Instructions to follow: Within the entries below, find the portion that opens with the line containing "self.insert(Slot::keyed::<K>(key), Arc::new(policy));" and closes with the line containing "pub fn clear<K: PolicyKind>(&self, key: &BuildKey)". Retype that portion exactly and only.
== Material for the task
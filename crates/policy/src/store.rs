//! Layered policy storage.
//!
//! A [`PolicyStore`] is one layer of policies with an optional parent layer.
//! Lookups walk from the layer they are issued on towards the root and stop
//! at the first hit; mutations only ever touch the layer they are issued on.
//!
//! # Resolution Order
//!
//! [`PolicyStore::resolve`] probes progressively more general keys, each one
//! across the whole layer chain before moving on:
//!
//! 1. Exact `(type, name)` key
//! 2. `(type, default name)` key
//! 3. Kind-wide default (see [`PolicyStore::set_default`])
//!
//! # Concurrency
//!
//! Each layer publishes an immutable snapshot of its entries through an
//! [`ArcSwap`]. Readers never block; writers copy the snapshot, apply their
//! change and publish it with a compare-and-swap, retrying on contention.
//! Concurrent writers to the same key resolve last-writer-wins.

use std::any::{Any, TypeId};
use std::fmt;
use std::sync::Arc;

use arc_swap::ArcSwap;
use rustc_hash::FxHashMap as HashMap;

use crate::key::{BuildKey, PolicyKey, PolicyKind};


#[derive(Clone, PartialEq, Eq, Hash)]
enum Slot {
	Keyed(PolicyKey),
	Default(TypeId),
}

impl Slot {
	fn keyed<K: PolicyKind>(key: &BuildKey) -> Self {
		Self::Keyed(PolicyKey::of::<K>(key))
	}

	fn default_for<K: PolicyKind>() -> Self {
		Self::Default(TypeId::of::<K>())
	}
}

/// Erased policy value. Always holds an `Arc<K::Policy>` for the kind in its slot.
type Erased = Arc<dyn Any + Send + Sync>;

type Entries = HashMap<Slot, Erased>;

/// One layer of policies with an optional parent.
pub struct PolicyStore {
	label: &'static str,
	entries: ArcSwap<Entries>,
	parent: Option<Arc<PolicyStore>>,
}

impl PolicyStore {
	/// Creates a root layer.
	pub fn new(label: &'static str) -> Self {
		Self {
			label,
			entries: ArcSwap::from_pointee(Entries::default()),
			parent: None,
		}
	}

	/// Creates a layer that falls back to `parent`.
	pub fn with_parent(label: &'static str, parent: Arc<PolicyStore>) -> Self {
		Self {
			label,
			entries: ArcSwap::from_pointee(Entries::default()),
			parent: Some(parent),
		}
	}

	/// Creates an empty child layer of this store.
	pub fn child(self: &Arc<Self>, label: &'static str) -> Self {
		Self::with_parent(label, Arc::clone(self))
	}

	pub fn label(&self) -> &'static str {
		self.label
	}

	pub fn parent(&self) -> Option<&Arc<PolicyStore>> {
		self.parent.as_ref()
	}

	/// Number of layers from this one to the root, inclusive.
	pub fn depth(&self) -> usize {
		self.layers().count()
	}

	/// Number of entries held by this layer alone.
	pub fn len(&self) -> usize {
		self.entries.load().len()
	}

	pub fn is_empty(&self) -> bool {
		self.entries.load().is_empty()
	}

	/// Looks up the exact key, walking parent layers.
	pub fn get<K: PolicyKind>(&self, key: &BuildKey) -> Option<Arc<K::Policy>> {
		self.get_with_layer::<K>(key).map(|(policy, _)| policy)
	}

	/// Looks up the exact key and returns the layer that holds it.
	pub fn get_with_layer<K: PolicyKind>(
		&self,
		key: &BuildKey,
	) -> Option<(Arc<K::Policy>, &PolicyStore)> {
		self.find::<K>(&Slot::keyed::<K>(key))
	}

	/// Looks up the exact key in this layer only.
	pub fn get_local<K: PolicyKind>(&self, key: &BuildKey) -> Option<Arc<K::Policy>> {
		self.lookup_local::<K>(&Slot::keyed::<K>(key))
	}

	/// Looks up the exact key, then the type's default namespace.
	pub fn probe<K: PolicyKind>(&self, key: &BuildKey) -> Option<Arc<K::Policy>> {
		self.probe_with_layer::<K>(key).map(|(policy, _)| policy)
	}

	/// [`probe`](Self::probe) that also returns the holding layer.
	pub fn probe_with_layer<K: PolicyKind>(
		&self,
		key: &BuildKey,
	) -> Option<(Arc<K::Policy>, &PolicyStore)> {
		if let Some(found) = self.get_with_layer::<K>(key) {
			return Some(found);
		}
		if key.is_default() {
			return None;
		}
		self.get_with_layer::<K>(&key.to_default())
	}

	/// Full resolution: exact key, type default, then the kind-wide default.
	pub fn resolve<K: PolicyKind>(&self, key: &BuildKey) -> Option<Arc<K::Policy>> {
		self.resolve_with_layer::<K>(key).map(|(policy, _)| policy)
	}

	/// [`resolve`](Self::resolve) that also returns the holding layer.
	pub fn resolve_with_layer<K: PolicyKind>(
		&self,
		key: &BuildKey,
	) -> Option<(Arc<K::Policy>, &PolicyStore)> {
		self.probe_with_layer::<K>(key)
			.or_else(|| self.find::<K>(&Slot::default_for::<K>()))
	}

	/// Returns the kind-wide default, walking parent layers.
	pub fn get_default<K: PolicyKind>(&self) -> Option<Arc<K::Policy>> {
		self.find::<K>(&Slot::default_for::<K>()).map(|(policy, _)| policy)
	}

	/// Sets a policy in this layer, replacing any previous value for the key.
	pub fn set<K: PolicyKind>(&self, key: &BuildKey, policy: Arc<K::Policy>) {
		tracing::trace!(layer = self.label, kind = K::NAME, key = %key, "policy set");
		self.insert(Slot::keyed::<K>(key), Arc::new(policy));
	}

	/// Removes a policy from this layer. Parent layers are untouched.
	pub fn clear<K: PolicyKind>(&self, key: &BuildKey) {
		tracing::trace!(layer = self.label, kind = K::NAME, key = %key, "policy cleared");
		self.remove(&Slot::keyed::<K>(key));
	}

	/// Replaces this layer's policy for `key` with `f(current)` in one atomic step.
	///
	/// `f` only sees this layer's entry and may be called again if another
	/// writer wins the race.
	pub fn modify<K: PolicyKind>(
		&self,
		key: &BuildKey,
		mut f: impl FnMut(Option<&Arc<K::Policy>>) -> Arc<K::Policy>,
	) {
		tracing::trace!(layer = self.label, kind = K::NAME, key = %key, "policy modified");
		let slot = Slot::keyed::<K>(key);
		self.update(|entries| {
			let current = entries.get(&slot).and_then(|e| e.downcast_ref::<Arc<K::Policy>>());
			let next = f(current);
			entries.insert(slot.clone(), Arc::new(next));
		});
	}

	/// Sets the kind-wide default in this layer.
	pub fn set_default<K: PolicyKind>(&self, policy: Arc<K::Policy>) {
		tracing::trace!(layer = self.label, kind = K::NAME, "default policy set");
		self.insert(Slot::default_for::<K>(), Arc::new(policy));
	}

	/// Removes the kind-wide default from this layer.
	pub fn clear_default<K: PolicyKind>(&self) {
		tracing::trace!(layer = self.label, kind = K::NAME, "default policy cleared");
		self.remove(&Slot::default_for::<K>());
	}

	fn layers(&self) -> impl Iterator<Item = &PolicyStore> {
		std::iter::successors(Some(self), |layer| layer.parent.as_deref())
	}

	fn find<K: PolicyKind>(&self, slot: &Slot) -> Option<(Arc<K::Policy>, &PolicyStore)> {
		self.layers()
			.find_map(|layer| layer.lookup_local::<K>(slot).map(|policy| (policy, layer)))
	}

	fn lookup_local<K: PolicyKind>(&self, slot: &Slot) -> Option<Arc<K::Policy>> {
		let entries = self.entries.load();
		let erased = entries.get(slot)?;
		erased.downcast_ref::<Arc<K::Policy>>().cloned()
	}

	fn insert(&self, slot: Slot, value: Erased) {
		self.update(|entries| {
			entries.insert(slot.clone(), value.clone());
		});
	}

	fn remove(&self, slot: &Slot) {
		if !self.entries.load().contains_key(slot) {
			return;
		}
		self.update(|entries| {
			entries.remove(slot);
		});
	}

	fn update(&self, mut apply: impl FnMut(&mut Entries)) {
		loop {
			let cur = self.entries.load_full();
			let mut next = (*cur).clone();
			apply(&mut next);

			let prev = self.entries.compare_and_swap(&cur, Arc::new(next));
			if Arc::ptr_eq(&prev, &cur) {
				return;
			}
		}
	}
}

impl fmt::Debug for PolicyStore {
	fn fmt(&self, f: &mut fmt::Formatter<'_>) -> fmt::Result {
		f.debug_struct("PolicyStore")
			.field("label", &self.label)
			.field("entries", &self.len())
			.field("parent", &self.parent.as_ref().map(|p| p.label))
			.finish()
	}
}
====
The completed task:
		self.insert(Slot::keyed::<K>(key), Arc::new(policy));
	}

	/// Removes a policy from this layer. Parent layers are untouched.
	pub fn clear<K: PolicyKind>(&self, key: &BuildKey) {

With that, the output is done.